Caio Cunha

O prefeito eleito de Mogi das Cruzes, Caio Cunha, é a nova referência política do Alto Tiete. Após levar a disputa para o segundo turno, o que não ocorria há 20 anos, ele capitalizou todos os votos da oposição e se elegeu, vencendo o candidato à reeleição, Marcus Melo.

Houve quebra da hegemonia política. Agora, o que se aguarda, é a nova gestão prometida pela campanha, uma verdadeira revolução administrativa, como foi prometido.

Engana-se quem imagina que mudanças serão rápidas ou ao menos serão percebidas rapidamente, nada que envolve o poder público é rápido.

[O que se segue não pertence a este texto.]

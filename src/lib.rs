//! Flat `name = value` configuration files, loaded into a lookup table and
//! bound onto `serde`-derived structs.

pub mod config;

pub use config::{Config, ConfigBuilder, ConfigError};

Há trâmites, processos e um sistema administrativo e burocrático já implantado.

A Prefeitura e seus serviços públicos funcionam, o que se espera é que funcionem ainda melhor e que atendam ainda mais o anseio da população. O discurso de campanha é a gestão voltada para o munícipe, maior atenção ao funcionalismo e um time de especialistas. Mas prefeitura não é empresa, não se altera tudo do dia para noite, há estabilidade funcional de servidores, há um sistema de pesos e contrapesos com o poder Legislativo, onde o atual prefeito esteve por oito anos, além de interesses políticos e econômicos que não podem ser ignorados ou desprezados pelo novo gestor.

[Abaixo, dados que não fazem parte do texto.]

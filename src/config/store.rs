use std::collections::HashMap;
use std::fs::File;
use std::io::{BufRead, BufReader};
use std::path::Path;

use log::{debug, trace};

use super::ConfigError;

/// Separator used by [`Config::new`].
pub const DEFAULT_SEPARATOR: char = '=';

/// A flat `name = value` table loaded from line-oriented text.
///
/// Parsed values live in one table and explicitly set defaults in another.
/// Lookups consult the parsed values first and fall back to the defaults;
/// a name missing from both is reported as [`ConfigError::NotFound`].
///
/// Lines are trimmed before they are interpreted. Blank lines and lines
/// starting with `#` are ignored, as are lines without a separator or with
/// an empty name. Everything else is split on the first separator and both
/// halves are trimmed. A later line for the same name replaces the earlier one.
///
/// ## Example
///
/// ```
/// use dragon_kv::Config;
///
/// let mut config = Config::new();
/// config.set_default("port", "8080");
/// config.load_str("# server\nhost = localhost\n")?;
///
/// assert_eq!(config.get_str("host")?, "localhost");
/// assert_eq!(config.get_int("port")?, 8080);
/// # Ok::<(), dragon_kv::ConfigError>(())
/// ```
#[derive(Debug, Clone)]
pub struct Config {
    separator: char,
    values: HashMap<String, String>,
    defaults: HashMap<String, String>,
}

impl Default for Config {
    fn default() -> Self {
        Self::with_separator(DEFAULT_SEPARATOR)
    }
}

impl Config {
    /// Creates an empty store using `=` as the separator.
    pub fn new() -> Self {
        Self::default()
    }

    /// Creates an empty store that splits lines on `separator`.
    pub fn with_separator(separator: char) -> Self {
        Self {
            separator,
            values: HashMap::new(),
            defaults: HashMap::new(),
        }
    }

    /// The character lines are split on.
    pub fn separator(&self) -> char {
        self.separator
    }

    /// Loads every line of the file at `path`.
    ///
    /// The file is closed before this returns, whether the load succeeded or not.
    /// Lines parsed before a read failure stay in the store.
    pub fn load_file(&mut self, path: impl AsRef<Path>) -> Result<(), ConfigError> {
        let path = path.as_ref();
        let file = File::open(path).map_err(|source| ConfigError::ReadError {
            path: path.to_path_buf(),
            source,
        })?;
        self.read_lines(BufReader::new(file), &path.display().to_string())
            .map_err(|source| ConfigError::ReadError {
                path: path.to_path_buf(),
                source,
            })
    }

    /// Loads the file at `path` if it exists.
    ///
    /// Returns `Ok(false)` when there is no such file. Any other failure to
    /// open or read it is an error.
    pub fn load_optional_file(&mut self, path: impl AsRef<Path>) -> Result<bool, ConfigError> {
        let path = path.as_ref();
        match File::open(path) {
            Ok(file) => {
                self.read_lines(BufReader::new(file), &path.display().to_string())
                    .map_err(|source| ConfigError::ReadError {
                        path: path.to_path_buf(),
                        source,
                    })?;
                Ok(true)
            }
            Err(e) if e.kind() == std::io::ErrorKind::NotFound => {
                debug!("optional config file {} not present", path.display());
                Ok(false)
            }
            Err(source) => Err(ConfigError::ReadError {
                path: path.to_path_buf(),
                source,
            }),
        }
    }

    /// Loads lines from an in-memory string.
    pub fn load_str(&mut self, content: &str) -> Result<(), ConfigError> {
        self.load_reader(content.as_bytes())
    }

    /// Loads lines from any buffered reader until it is exhausted.
    ///
    /// A final line without a trailing newline is still parsed. A read error
    /// aborts the load; lines read before it are kept.
    pub fn load_reader<R: BufRead>(&mut self, reader: R) -> Result<(), ConfigError> {
        self.read_lines(reader, "reader")?;
        Ok(())
    }

    fn read_lines<R: BufRead>(&mut self, mut reader: R, source: &str) -> std::io::Result<()> {
        let mut line = String::new();
        let mut line_no = 0usize;
        let mut stored = 0usize;

        loop {
            line.clear();
            if reader.read_line(&mut line)? == 0 {
                break;
            }
            line_no += 1;

            match parse_line(&line, self.separator) {
                Line::Entry(name, value) => {
                    trace!("{source}:{line_no}: {name} set");
                    self.values.insert(name.to_string(), value.to_string());
                    stored += 1;
                }
                Line::Malformed => {
                    debug!("{source}:{line_no}: ignoring malformed line");
                }
                Line::Blank | Line::Comment => {}
            }
        }

        debug!("loaded {stored} entries from {source}");
        Ok(())
    }

    /// Sets the fallback value for `name`. Both arguments are trimmed.
    ///
    /// Defaults are never touched by loading, so a parsed value for the same
    /// name always wins.
    pub fn set_default(&mut self, name: &str, value: &str) {
        self.defaults
            .insert(name.trim().to_string(), value.trim().to_string());
    }

    /// Returns the raw text for `name`.
    pub fn get_str(&self, name: &str) -> Result<&str, ConfigError> {
        self.values
            .get(name)
            .or_else(|| self.defaults.get(name))
            .map(String::as_str)
            .ok_or_else(|| ConfigError::NotFound(name.to_string()))
    }

    /// Returns the value for `name` parsed as a base-10 signed integer.
    pub fn get_int(&self, name: &str) -> Result<i64, ConfigError> {
        let value = self.get_str(name)?;
        value
            .parse()
            .map_err(|source| ConfigError::InvalidInteger {
                name: name.to_string(),
                value: value.to_string(),
                source,
            })
    }

    /// Returns the value for `name` parsed as a boolean.
    ///
    /// Accepts `true`/`false`, `t`/`f` and `1`/`0`, ignoring ASCII case.
    pub fn get_bool(&self, name: &str) -> Result<bool, ConfigError> {
        let value = self.get_str(name)?;
        parse_bool(value).ok_or_else(|| ConfigError::InvalidBool {
            name: name.to_string(),
            value: value.to_string(),
        })
    }

    /// Returns true if `name` has a parsed value or a default.
    pub fn contains(&self, name: &str) -> bool {
        self.values.contains_key(name) || self.defaults.contains_key(name)
    }

    /// Returns every known name, from both tables, sorted.
    pub fn keys(&self) -> Vec<&str> {
        let mut keys: Vec<&str> = self
            .values
            .keys()
            .chain(self.defaults.keys())
            .map(String::as_str)
            .collect();
        keys.sort_unstable();
        keys.dedup();
        keys
    }

    /// Values read from loaded input.
    pub fn values(&self) -> &HashMap<String, String> {
        &self.values
    }

    /// Fallbacks set with [`Config::set_default`].
    pub fn defaults(&self) -> &HashMap<String, String> {
        &self.defaults
    }
}

#[derive(Debug, PartialEq, Eq)]
enum Line<'a> {
    Blank,
    Comment,
    Malformed,
    Entry(&'a str, &'a str),
}

fn parse_line(line: &str, separator: char) -> Line<'_> {
    let trimmed = line.trim();
    if trimmed.is_empty() {
        return Line::Blank;
    }
    if trimmed.starts_with('#') {
        return Line::Comment;
    }
    match trimmed.split_once(separator) {
        Some((name, value)) if !name.is_empty() => Line::Entry(name.trim(), value.trim()),
        _ => Line::Malformed,
    }
}

/// Parses the boolean spellings accepted by [`Config::get_bool`].
pub fn parse_bool(s: &str) -> Option<bool> {
    const TRUE: [&str; 3] = ["true", "t", "1"];
    const FALSE: [&str; 3] = ["false", "f", "0"];

    if TRUE.iter().any(|t| s.eq_ignore_ascii_case(t)) {
        Some(true)
    } else if FALSE.iter().any(|f| s.eq_ignore_ascii_case(f)) {
        Some(false)
    } else {
        None
    }
}

#[cfg(test)]
mod tests {
    use super::*;
    use std::io::{self, Read, Write};
    use tempfile::NamedTempFile;

    #[test]
    fn test_parse_line_kinds() {
        assert_eq!(parse_line("", '='), Line::Blank);
        assert_eq!(parse_line("   \t\n", '='), Line::Blank);
        assert_eq!(parse_line("  # a=b", '='), Line::Comment);
        assert_eq!(parse_line("no separator", '='), Line::Malformed);
        assert_eq!(parse_line(" =value", '='), Line::Malformed);
        assert_eq!(parse_line(" key = a=b \n", '='), Line::Entry("key", "a=b"));
        assert_eq!(parse_line("key=", '='), Line::Entry("key", ""));
    }

    #[test]
    fn test_load_str_name_and_age() {
        let mut config = Config::new();
        config.load_str("name=piyo\nage=28").unwrap();

        assert_eq!(config.get_str("name").unwrap(), "piyo");
        assert_eq!(config.get_str("age").unwrap(), "28");
        assert_eq!(config.get_int("age").unwrap(), 28);
        assert!(matches!(
            config.get_int("name"),
            Err(ConfigError::InvalidInteger { .. })
        ));
    }

    #[test]
    fn test_ignored_lines_leave_store_untouched() {
        let mut config = Config::new();
        config
            .load_str("\n   \n# comment = 1\n  #x=y\njunk\n=value\n")
            .unwrap();

        assert!(config.values().is_empty());
        assert!(config.keys().is_empty());
    }

    #[test]
    fn test_last_write_wins() {
        let mut config = Config::new();
        config.load_str("a=1\na=2").unwrap();
        assert_eq!(config.get_str("a").unwrap(), "2");

        config.load_str("a = 3").unwrap();
        assert_eq!(config.get_str("a").unwrap(), "3");
    }

    #[test]
    fn test_values_take_precedence_over_defaults() {
        let mut config = Config::new();
        config.set_default(" host ", " example.org ");
        config.set_default("port", "80");
        config.load_str("port=8080").unwrap();

        assert_eq!(config.get_str("host").unwrap(), "example.org");
        assert_eq!(config.get_int("port").unwrap(), 8080);

        config.set_default("port", "81");
        assert_eq!(config.get_int("port").unwrap(), 8080);
        assert_eq!(config.keys(), vec!["host", "port"]);
    }

    #[test]
    fn test_missing_name_is_not_found() {
        let config = Config::new();
        let err = config.get_str("missing").unwrap_err();
        assert!(err.is_not_found());
        assert!(config.get_int("missing").unwrap_err().is_not_found());
        assert!(config.get_bool("missing").unwrap_err().is_not_found());
    }

    #[test]
    fn test_get_int_signs() {
        let mut config = Config::new();
        config.load_str("neg=-42\npos=+7\nspace=1 2").unwrap();

        assert_eq!(config.get_int("neg").unwrap(), -42);
        assert_eq!(config.get_int("pos").unwrap(), 7);
        assert!(matches!(
            config.get_int("space"),
            Err(ConfigError::InvalidInteger { .. })
        ));
    }

    #[test]
    fn test_get_bool_literals() {
        let mut config = Config::new();
        config
            .load_str("a=TRUE\nb=f\nc=1\nd=False\ne=yes")
            .unwrap();

        assert!(config.get_bool("a").unwrap());
        assert!(!config.get_bool("b").unwrap());
        assert!(config.get_bool("c").unwrap());
        assert!(!config.get_bool("d").unwrap());
        assert!(matches!(
            config.get_bool("e"),
            Err(ConfigError::InvalidBool { .. })
        ));
    }

    #[test]
    fn test_custom_separator() {
        let mut config = Config::with_separator(':');
        config.load_str("host: localhost\nurl=ignored").unwrap();

        assert_eq!(config.separator(), ':');
        assert_eq!(config.get_str("host").unwrap(), "localhost");
        assert!(!config.contains("url"));
    }

    #[test]
    fn test_load_file() {
        let mut file = NamedTempFile::new().unwrap();
        writeln!(file, "# generated").unwrap();
        writeln!(file, "name = piyo").unwrap();
        write!(file, "age = 28").unwrap();

        let mut config = Config::new();
        config.load_file(file.path()).unwrap();

        assert_eq!(config.get_str("name").unwrap(), "piyo");
        assert_eq!(config.get_int("age").unwrap(), 28);
    }

    #[test]
    fn test_load_file_missing() {
        let mut config = Config::new();
        let result = config.load_file("/nonexistent/path/app.conf");

        assert!(matches!(result, Err(ConfigError::ReadError { .. })));
    }

    #[test]
    fn test_load_optional_file() {
        let mut file = NamedTempFile::new().unwrap();
        writeln!(file, "key=value").unwrap();

        let mut config = Config::new();
        assert!(config.load_optional_file(file.path()).unwrap());
        assert!(!config.load_optional_file("/nonexistent/path/app.conf").unwrap());
        assert_eq!(config.get_str("key").unwrap(), "value");
    }

    /// Yields its data once, then fails.
    struct FailingReader {
        data: &'static [u8],
    }

    impl Read for FailingReader {
        fn read(&mut self, buf: &mut [u8]) -> io::Result<usize> {
            if self.data.is_empty() {
                return Err(io::Error::other("disk on fire"));
            }
            let n = self.data.len().min(buf.len());
            buf[..n].copy_from_slice(&self.data[..n]);
            self.data = &self.data[n..];
            Ok(n)
        }
    }

    #[test]
    fn test_read_error_keeps_partial_load() {
        let reader = io::BufReader::new(FailingReader {
            data: b"first=1\nsecond=2\nthird",
        });

        let mut config = Config::new();
        let result = config.load_reader(reader);

        assert!(matches!(result, Err(ConfigError::Io(_))));
        assert_eq!(config.get_int("first").unwrap(), 1);
        assert_eq!(config.get_int("second").unwrap(), 2);
        assert!(!config.contains("third"));
    }
}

Habilidade política é fundamental para que as mudanças prometidas sejam efetivamente implantadas. É possível que muitas delas nunca ocorram, não por vontade do novo prefeito, mas pela impossibilidade política de sua implantação. A experiência na Casa de Leis o habilita a estabelecer a harmonia entre os dois poderes. A grande conquista eleitoral precisa se transformar na grande conquista gerencial e em melhorias concretas. Não só nos serviços públicos, mas principalmente no desenvolvimento do ambiente de negócios propiciando o crescimento sustentável, a geração de empregos, de renda e da receita tributária. Fazer de Mogi um polo de desenvolvimento regional será o diferencial da gestão Caio Cunha, sucesso ao novo prefeito, inove e busque a principal ferramenta necessária para governar: sabedoria.